*** Recorded information ***

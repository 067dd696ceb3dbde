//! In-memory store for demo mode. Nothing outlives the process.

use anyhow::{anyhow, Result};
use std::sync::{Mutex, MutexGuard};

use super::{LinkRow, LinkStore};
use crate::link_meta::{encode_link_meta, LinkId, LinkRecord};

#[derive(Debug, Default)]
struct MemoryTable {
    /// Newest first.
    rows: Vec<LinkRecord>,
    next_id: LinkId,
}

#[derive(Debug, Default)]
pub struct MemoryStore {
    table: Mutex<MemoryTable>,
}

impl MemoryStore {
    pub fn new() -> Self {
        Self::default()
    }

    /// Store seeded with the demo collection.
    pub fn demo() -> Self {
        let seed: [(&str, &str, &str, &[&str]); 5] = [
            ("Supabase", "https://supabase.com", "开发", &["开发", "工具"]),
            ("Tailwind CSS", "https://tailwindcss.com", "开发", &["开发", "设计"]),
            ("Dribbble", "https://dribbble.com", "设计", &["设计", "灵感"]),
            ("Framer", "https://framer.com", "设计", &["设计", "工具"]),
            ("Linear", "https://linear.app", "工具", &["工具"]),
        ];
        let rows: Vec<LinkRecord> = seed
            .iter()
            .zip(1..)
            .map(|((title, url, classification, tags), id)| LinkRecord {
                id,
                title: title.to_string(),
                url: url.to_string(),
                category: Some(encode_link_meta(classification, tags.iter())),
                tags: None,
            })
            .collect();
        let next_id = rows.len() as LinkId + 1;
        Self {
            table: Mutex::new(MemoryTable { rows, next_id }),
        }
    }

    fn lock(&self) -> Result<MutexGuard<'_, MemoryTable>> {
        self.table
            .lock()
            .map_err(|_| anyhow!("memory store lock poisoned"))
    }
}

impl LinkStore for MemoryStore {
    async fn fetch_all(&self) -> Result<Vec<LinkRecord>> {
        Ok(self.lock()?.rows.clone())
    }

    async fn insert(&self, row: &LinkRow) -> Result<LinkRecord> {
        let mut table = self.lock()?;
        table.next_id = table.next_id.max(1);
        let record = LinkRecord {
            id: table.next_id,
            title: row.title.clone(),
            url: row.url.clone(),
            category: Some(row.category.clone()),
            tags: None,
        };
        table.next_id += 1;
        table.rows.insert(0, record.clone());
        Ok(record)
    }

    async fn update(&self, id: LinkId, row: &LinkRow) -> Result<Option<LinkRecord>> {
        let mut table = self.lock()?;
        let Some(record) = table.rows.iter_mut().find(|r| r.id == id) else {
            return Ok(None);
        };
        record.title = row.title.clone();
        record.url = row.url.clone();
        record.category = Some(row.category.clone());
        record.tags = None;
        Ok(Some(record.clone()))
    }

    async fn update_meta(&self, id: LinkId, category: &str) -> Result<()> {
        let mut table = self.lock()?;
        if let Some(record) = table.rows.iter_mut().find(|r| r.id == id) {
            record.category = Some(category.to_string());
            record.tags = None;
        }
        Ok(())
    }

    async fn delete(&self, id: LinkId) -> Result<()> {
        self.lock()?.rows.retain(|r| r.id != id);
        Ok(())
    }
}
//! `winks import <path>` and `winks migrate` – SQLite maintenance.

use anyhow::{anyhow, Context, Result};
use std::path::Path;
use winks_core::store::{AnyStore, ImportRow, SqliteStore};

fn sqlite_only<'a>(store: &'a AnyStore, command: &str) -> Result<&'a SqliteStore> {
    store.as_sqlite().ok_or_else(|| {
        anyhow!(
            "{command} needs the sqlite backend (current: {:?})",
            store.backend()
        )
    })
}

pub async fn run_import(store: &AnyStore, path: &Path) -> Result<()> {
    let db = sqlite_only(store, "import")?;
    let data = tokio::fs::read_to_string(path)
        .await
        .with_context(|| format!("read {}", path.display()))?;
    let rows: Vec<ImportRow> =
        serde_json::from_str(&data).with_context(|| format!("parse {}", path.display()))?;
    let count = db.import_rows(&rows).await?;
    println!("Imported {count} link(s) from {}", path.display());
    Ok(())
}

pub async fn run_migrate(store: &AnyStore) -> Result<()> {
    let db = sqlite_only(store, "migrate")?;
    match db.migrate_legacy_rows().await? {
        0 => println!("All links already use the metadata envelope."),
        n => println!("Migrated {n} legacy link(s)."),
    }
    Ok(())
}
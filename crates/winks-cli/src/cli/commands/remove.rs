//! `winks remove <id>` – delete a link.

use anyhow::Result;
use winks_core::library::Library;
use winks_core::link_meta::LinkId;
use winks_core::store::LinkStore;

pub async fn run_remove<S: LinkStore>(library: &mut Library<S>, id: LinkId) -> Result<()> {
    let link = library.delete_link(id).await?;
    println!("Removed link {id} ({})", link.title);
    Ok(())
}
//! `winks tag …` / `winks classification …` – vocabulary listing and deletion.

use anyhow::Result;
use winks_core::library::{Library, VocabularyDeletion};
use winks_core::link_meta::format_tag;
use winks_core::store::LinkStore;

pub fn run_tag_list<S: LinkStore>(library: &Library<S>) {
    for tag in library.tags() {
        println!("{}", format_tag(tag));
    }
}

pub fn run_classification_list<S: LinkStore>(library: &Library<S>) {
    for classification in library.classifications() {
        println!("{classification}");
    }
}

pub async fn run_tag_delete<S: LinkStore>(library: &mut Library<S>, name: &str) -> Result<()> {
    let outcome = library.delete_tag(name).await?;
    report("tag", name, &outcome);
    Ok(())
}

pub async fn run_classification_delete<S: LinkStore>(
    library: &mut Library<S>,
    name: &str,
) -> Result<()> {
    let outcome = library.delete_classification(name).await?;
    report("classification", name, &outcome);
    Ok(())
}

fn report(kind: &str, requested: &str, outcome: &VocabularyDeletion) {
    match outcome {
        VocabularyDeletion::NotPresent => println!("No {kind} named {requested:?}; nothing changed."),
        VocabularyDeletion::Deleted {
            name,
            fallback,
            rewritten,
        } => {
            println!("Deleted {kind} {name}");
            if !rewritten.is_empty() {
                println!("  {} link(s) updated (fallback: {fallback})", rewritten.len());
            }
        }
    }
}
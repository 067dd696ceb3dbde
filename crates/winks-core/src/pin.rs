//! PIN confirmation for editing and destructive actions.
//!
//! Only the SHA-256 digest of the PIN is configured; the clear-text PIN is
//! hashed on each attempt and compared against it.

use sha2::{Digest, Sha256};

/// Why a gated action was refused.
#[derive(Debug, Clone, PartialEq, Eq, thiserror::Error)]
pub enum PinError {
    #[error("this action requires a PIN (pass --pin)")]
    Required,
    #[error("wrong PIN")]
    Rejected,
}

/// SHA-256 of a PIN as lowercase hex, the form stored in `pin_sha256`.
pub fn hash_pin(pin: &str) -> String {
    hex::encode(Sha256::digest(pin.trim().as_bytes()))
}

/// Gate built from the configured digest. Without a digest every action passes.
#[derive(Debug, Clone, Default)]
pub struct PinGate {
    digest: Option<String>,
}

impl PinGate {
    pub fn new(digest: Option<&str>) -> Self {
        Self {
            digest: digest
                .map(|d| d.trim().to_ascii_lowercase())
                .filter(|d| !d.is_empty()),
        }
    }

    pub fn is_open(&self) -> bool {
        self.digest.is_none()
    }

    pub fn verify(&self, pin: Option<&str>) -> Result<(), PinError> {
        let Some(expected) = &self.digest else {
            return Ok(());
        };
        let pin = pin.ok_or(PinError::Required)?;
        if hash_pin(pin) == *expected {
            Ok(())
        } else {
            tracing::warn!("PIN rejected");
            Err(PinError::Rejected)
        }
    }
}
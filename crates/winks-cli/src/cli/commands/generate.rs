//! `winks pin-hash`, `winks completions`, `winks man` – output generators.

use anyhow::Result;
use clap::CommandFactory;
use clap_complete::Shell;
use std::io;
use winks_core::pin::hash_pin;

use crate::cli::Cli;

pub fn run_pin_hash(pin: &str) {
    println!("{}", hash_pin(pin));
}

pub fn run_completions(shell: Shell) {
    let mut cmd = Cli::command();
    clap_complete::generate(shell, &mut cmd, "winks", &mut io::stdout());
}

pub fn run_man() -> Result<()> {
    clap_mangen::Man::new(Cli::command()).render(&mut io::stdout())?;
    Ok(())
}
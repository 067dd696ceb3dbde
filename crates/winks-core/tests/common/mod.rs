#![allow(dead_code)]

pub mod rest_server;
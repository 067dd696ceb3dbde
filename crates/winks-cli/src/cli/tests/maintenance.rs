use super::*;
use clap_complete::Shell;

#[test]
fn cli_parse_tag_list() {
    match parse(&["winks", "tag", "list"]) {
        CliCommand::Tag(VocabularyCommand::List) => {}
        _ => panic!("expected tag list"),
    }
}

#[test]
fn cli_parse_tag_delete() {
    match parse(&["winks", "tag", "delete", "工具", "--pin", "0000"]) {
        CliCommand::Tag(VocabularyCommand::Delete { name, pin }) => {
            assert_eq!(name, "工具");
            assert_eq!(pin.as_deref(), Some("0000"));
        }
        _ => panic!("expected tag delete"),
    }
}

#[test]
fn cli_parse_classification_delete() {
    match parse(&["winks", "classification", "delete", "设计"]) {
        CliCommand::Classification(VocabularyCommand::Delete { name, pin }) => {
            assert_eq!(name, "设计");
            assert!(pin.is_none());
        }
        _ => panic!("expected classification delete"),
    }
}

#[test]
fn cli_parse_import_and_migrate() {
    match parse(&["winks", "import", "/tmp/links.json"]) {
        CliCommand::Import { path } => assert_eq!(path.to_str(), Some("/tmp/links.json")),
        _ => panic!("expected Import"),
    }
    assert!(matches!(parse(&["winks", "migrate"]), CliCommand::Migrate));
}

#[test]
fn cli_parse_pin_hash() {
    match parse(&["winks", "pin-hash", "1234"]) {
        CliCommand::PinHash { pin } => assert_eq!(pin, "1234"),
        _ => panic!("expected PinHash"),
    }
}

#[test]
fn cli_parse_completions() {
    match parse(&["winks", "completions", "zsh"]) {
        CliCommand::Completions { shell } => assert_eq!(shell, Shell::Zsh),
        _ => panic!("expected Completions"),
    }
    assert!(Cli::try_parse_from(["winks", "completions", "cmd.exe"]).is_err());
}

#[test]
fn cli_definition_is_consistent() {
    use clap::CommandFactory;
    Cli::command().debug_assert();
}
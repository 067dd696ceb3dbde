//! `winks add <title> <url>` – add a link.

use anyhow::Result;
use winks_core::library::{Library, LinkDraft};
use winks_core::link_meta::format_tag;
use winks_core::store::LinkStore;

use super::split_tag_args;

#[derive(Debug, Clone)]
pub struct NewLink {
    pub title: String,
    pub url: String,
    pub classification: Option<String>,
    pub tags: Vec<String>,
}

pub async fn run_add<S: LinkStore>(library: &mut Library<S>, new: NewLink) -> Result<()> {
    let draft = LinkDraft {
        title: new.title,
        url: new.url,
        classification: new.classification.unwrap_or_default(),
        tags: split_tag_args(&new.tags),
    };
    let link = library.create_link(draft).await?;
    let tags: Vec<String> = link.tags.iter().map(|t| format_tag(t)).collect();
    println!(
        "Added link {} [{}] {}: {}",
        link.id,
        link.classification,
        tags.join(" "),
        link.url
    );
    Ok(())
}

*** End of Recorded information ***

About this exercise:
Please return all lines in the material above that include the word "await".

Task output:
        .await
    let count = db.import_rows(&rows).await?;
    match db.migrate_legacy_rows().await? {
    let link = library.delete_link(id).await?;
    let outcome = library.delete_tag(name).await?;
    let outcome = library.delete_classification(name).await?;
    let link = library.create_link(draft).await?;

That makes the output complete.